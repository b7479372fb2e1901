//! Axum server setup and router configuration.

use crate::api::service;
use crate::state::AppState;
use axum::{Json, Router, response::IntoResponse, routing::get};
use paywatch_core::store::PaymentStore;
use serde::Serialize;
use std::future::Future;
use std::net::SocketAddr;
use tokio::net::TcpListener;

/// Build the main application router.
pub fn build_router<S: PaymentStore>(state: AppState<S>) -> Router {
    Router::new()
        .route("/health", get(health_check))
        .nest("/api/v1", service::router::<S>())
        .with_state(state)
}

#[derive(Serialize)]
struct HealthResponse {
    status: &'static str,
    version: &'static str,
}

/// Simple health check - returns OK if the server is running.
async fn health_check() -> impl IntoResponse {
    Json(HealthResponse {
        status: "healthy",
        version: env!("CARGO_PKG_VERSION"),
    })
}

/// Serve until `shutdown` resolves, then drain in-flight requests.
pub async fn run_server(
    router: Router,
    addr: SocketAddr,
    shutdown: impl Future<Output = ()> + Send + 'static,
) -> Result<(), std::io::Error> {
    let listener = TcpListener::bind(addr).await?;
    tracing::info!("Server listening on {}", addr);

    axum::serve(listener, router)
        .with_graceful_shutdown(shutdown)
        .await
}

########################################

When the entries above are retyped, each line must stay exactly as it is.

repository b7479372fb2e1901
//! Axum server setup and router configuration.

use crate::api::service;
use crate::state::AppState;
use axum::{Json, Router, response::IntoResponse, routing::get};
use paywatch_core::store::PaymentStore;
use serde::Serialize;
use std::future::Future;
use std::net::SocketAddr;
use tokio::net::TcpListener;

/// Build the main application router.
pub fn build_router<S: PaymentStore>(state: AppState<S>) -> Router {
    Router::new()
        .route("/health", get(health_check))
        .nest("/api/v1", service::router::<S>())
        .with_state(state)
}

#[derive(Serialize)]
struct HealthResponse {
    status: &'static str,
    version: &'static str,
}

/// Simple health check - returns OK if the server is running.
async fn health_check() -> impl IntoResponse {
    Json(HealthResponse {
        status: "healthy",
        version: env!("CARGO_PKG_VERSION"),
    })
}

/// Serve until `shutdown` resolves, then drain in-flight requests.
pub async fn run_server(
    router: Router,
    addr: SocketAddr,
    shutdown: impl Future<Output = ()> + Send + 'static,
) -> Result<(), std::io::Error> {
    let listener = TcpListener::bind(addr).await?;
    tracing::info!("Server listening on {}", addr);

    axum::serve(listener, router)
        .with_graceful_shutdown(shutdown)
        .await
}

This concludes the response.